▶ **What the task requires**: Please retype the records below exactly, from the first line down to and including the line with "pub async fn".

[Records from a dataset]
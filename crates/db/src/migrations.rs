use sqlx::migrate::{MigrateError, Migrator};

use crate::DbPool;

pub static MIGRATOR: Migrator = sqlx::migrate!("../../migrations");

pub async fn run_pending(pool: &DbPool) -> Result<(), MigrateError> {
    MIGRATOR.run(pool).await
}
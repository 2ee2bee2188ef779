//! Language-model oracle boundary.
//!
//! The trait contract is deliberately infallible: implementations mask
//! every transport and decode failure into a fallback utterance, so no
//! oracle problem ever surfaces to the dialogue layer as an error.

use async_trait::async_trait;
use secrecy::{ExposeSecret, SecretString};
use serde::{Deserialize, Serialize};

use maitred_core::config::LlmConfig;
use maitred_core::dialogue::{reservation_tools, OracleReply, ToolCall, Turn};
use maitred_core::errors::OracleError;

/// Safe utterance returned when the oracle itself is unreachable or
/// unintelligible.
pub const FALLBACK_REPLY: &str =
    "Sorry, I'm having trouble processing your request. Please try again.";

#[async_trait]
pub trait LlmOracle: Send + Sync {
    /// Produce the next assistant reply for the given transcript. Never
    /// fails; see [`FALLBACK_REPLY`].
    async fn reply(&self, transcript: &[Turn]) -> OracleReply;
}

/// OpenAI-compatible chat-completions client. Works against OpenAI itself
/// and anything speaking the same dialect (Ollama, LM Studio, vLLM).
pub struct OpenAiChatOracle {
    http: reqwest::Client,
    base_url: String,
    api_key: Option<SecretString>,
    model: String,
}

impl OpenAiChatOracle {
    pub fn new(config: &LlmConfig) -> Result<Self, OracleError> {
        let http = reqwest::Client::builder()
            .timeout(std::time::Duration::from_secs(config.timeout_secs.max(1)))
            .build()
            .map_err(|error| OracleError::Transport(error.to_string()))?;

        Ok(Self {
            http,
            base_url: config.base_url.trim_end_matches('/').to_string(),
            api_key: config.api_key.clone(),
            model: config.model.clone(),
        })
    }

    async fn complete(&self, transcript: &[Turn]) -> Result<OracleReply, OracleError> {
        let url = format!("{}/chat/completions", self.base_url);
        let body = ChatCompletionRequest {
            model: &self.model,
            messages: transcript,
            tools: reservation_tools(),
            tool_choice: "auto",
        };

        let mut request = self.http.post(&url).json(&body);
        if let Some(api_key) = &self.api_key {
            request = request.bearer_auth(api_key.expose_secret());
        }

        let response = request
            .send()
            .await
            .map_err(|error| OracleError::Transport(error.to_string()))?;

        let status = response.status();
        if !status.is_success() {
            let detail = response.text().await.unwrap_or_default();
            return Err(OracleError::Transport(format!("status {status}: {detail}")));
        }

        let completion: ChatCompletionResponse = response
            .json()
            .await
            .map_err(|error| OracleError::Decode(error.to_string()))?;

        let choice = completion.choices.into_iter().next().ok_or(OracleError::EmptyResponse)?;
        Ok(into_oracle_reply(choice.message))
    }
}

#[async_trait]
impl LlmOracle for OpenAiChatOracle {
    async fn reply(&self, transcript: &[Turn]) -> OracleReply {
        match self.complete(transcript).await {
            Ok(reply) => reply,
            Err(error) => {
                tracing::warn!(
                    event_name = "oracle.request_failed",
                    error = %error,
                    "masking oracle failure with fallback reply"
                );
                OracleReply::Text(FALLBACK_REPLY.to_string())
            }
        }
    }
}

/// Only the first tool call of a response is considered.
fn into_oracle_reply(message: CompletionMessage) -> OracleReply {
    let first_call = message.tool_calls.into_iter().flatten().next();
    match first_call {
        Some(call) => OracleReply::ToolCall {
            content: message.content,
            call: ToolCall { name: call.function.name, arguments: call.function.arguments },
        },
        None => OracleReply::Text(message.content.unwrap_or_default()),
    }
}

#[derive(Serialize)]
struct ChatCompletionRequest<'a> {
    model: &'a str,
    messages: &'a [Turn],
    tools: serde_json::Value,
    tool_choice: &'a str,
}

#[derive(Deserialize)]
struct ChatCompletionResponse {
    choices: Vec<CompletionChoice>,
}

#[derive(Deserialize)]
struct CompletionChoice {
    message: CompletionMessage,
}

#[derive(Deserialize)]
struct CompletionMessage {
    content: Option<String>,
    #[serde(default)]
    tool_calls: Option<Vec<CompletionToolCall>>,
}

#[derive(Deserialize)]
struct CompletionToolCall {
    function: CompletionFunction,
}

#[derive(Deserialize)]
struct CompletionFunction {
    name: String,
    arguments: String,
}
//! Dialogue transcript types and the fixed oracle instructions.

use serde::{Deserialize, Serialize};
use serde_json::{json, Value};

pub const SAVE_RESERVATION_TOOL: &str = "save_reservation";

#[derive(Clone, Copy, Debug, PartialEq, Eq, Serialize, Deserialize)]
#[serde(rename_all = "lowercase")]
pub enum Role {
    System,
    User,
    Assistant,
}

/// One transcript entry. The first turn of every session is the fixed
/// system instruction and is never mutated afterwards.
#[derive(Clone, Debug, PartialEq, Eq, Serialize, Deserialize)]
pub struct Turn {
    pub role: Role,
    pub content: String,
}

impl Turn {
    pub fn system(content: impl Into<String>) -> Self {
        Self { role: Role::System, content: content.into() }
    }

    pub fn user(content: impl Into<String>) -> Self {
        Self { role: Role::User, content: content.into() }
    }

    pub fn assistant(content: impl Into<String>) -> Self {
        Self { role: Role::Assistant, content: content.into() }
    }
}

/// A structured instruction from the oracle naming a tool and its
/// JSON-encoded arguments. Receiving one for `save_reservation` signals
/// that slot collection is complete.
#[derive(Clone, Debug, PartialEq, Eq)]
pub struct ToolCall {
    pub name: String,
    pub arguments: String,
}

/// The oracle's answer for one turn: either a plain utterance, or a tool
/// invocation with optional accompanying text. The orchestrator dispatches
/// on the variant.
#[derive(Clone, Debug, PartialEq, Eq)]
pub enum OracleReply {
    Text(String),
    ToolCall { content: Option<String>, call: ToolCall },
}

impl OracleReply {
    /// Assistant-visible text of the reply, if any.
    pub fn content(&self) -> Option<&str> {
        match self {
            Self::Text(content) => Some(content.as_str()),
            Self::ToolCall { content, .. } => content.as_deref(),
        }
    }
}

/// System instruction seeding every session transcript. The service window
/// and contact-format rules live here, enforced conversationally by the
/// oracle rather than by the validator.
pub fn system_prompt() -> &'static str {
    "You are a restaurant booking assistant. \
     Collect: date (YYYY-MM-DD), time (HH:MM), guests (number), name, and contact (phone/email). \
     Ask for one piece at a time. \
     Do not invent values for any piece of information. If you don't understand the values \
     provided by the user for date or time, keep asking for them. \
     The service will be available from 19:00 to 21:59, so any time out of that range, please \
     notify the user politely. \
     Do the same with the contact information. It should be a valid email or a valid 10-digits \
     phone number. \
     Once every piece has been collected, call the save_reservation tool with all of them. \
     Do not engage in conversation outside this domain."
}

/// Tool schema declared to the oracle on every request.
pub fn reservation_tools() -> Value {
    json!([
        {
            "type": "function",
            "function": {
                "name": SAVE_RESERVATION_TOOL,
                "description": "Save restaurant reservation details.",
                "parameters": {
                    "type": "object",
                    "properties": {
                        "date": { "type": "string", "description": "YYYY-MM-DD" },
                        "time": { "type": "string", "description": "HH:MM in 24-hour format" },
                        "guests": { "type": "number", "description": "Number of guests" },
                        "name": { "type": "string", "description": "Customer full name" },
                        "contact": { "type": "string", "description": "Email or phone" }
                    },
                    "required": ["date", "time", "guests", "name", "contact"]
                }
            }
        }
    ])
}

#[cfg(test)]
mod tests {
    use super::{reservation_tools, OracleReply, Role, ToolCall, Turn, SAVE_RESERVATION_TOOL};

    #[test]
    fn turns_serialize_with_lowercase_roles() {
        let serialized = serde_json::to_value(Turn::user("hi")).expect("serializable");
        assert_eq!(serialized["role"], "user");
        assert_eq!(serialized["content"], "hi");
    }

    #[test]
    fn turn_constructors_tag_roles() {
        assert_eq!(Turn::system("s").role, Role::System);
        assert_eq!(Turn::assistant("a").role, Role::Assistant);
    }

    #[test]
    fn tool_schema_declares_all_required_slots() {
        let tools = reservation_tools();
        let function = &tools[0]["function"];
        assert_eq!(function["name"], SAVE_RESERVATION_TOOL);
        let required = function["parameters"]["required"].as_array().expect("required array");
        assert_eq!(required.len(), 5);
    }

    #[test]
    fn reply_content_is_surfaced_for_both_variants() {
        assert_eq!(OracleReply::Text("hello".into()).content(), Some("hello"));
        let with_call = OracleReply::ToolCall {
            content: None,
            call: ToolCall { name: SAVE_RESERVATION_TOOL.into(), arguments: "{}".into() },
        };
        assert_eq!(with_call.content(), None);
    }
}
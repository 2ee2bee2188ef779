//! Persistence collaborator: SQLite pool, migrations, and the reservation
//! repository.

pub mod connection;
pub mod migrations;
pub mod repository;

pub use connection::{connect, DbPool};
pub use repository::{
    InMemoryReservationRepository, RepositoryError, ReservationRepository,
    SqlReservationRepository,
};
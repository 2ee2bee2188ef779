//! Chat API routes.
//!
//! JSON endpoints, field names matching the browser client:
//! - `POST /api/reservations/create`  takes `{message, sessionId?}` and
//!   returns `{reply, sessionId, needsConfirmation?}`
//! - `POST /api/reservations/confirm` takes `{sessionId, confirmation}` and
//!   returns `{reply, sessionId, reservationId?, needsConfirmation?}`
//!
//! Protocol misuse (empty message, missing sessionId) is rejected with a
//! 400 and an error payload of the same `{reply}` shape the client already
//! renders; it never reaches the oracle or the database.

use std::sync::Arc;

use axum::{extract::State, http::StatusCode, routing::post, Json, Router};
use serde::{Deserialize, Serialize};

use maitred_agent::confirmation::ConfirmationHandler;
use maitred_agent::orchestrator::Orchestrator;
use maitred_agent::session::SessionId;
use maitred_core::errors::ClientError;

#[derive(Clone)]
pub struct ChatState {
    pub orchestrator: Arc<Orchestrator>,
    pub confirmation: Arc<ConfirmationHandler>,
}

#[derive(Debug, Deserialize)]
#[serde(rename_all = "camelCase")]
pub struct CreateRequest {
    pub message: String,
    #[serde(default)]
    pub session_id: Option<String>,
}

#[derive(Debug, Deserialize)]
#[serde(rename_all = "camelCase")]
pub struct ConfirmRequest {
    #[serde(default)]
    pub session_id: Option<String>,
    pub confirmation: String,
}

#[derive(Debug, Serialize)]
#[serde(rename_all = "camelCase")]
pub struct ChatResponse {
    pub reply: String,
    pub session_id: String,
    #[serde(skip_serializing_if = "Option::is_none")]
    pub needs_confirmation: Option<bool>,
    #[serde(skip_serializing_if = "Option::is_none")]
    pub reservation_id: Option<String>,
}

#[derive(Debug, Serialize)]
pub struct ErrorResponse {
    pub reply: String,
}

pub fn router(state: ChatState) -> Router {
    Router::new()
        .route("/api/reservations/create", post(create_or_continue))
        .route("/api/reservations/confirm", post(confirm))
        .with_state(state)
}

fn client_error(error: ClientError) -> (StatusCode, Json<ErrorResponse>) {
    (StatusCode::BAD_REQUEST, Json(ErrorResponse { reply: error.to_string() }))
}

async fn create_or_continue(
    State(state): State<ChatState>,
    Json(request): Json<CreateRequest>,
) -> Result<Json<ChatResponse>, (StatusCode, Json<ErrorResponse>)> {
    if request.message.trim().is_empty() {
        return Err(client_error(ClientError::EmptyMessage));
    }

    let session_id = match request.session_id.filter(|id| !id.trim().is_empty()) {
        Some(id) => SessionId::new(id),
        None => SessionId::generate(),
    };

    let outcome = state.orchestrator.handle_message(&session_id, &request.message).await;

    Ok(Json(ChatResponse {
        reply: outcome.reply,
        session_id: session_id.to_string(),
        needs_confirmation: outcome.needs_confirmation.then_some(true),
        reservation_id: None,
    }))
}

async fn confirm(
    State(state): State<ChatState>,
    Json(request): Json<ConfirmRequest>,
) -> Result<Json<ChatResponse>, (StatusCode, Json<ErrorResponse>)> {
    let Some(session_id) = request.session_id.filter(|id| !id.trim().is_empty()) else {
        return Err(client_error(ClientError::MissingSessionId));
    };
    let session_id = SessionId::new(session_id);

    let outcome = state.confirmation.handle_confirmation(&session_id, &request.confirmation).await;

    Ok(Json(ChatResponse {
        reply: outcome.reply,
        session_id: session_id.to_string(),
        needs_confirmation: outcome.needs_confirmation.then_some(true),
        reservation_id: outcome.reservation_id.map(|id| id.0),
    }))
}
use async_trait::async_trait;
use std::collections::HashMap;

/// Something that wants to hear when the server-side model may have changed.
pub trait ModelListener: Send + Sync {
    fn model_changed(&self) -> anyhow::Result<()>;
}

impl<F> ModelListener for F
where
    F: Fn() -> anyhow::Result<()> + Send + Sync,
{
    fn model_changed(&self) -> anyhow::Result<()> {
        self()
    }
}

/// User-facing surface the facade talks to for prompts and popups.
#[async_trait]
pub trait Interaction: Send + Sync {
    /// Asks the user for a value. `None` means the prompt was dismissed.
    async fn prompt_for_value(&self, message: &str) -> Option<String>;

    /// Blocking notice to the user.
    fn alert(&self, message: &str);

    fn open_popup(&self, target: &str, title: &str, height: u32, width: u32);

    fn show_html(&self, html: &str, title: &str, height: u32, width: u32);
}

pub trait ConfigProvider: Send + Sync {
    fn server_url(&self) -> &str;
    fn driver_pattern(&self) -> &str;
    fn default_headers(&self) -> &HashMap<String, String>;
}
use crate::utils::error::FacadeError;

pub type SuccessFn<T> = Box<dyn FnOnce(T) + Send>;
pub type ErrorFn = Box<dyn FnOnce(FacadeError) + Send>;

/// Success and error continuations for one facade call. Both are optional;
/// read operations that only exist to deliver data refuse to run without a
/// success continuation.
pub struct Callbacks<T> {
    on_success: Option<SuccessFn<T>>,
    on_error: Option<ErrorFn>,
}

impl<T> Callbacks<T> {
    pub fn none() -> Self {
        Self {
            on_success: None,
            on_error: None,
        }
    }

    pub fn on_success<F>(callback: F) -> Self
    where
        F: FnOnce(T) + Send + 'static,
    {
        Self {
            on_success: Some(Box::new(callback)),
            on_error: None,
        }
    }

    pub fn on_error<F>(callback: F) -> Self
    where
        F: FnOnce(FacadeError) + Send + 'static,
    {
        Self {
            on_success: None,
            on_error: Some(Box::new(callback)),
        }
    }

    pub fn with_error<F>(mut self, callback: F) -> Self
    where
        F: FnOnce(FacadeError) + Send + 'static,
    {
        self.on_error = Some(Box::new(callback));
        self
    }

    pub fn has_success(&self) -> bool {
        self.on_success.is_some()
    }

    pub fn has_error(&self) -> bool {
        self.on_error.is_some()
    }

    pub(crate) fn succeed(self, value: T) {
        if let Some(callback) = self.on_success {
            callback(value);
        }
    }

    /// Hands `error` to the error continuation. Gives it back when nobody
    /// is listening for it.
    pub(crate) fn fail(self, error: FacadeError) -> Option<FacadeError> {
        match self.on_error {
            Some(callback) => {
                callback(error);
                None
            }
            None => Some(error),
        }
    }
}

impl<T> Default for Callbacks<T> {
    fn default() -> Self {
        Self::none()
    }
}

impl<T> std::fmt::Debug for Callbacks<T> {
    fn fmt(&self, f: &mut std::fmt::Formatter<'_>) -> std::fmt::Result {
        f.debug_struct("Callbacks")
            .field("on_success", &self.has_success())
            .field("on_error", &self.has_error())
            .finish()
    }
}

▶ **Exercise solution**:
filename crates/db/src/migrations.rs
use sqlx::migrate::{MigrateError, Migrator};

use crate::DbPool;

pub static MIGRATOR: Migrator = sqlx::migrate!("../../migrations");

pub async fn run_pending(pool: &DbPool) -> Result<(), MigrateError> {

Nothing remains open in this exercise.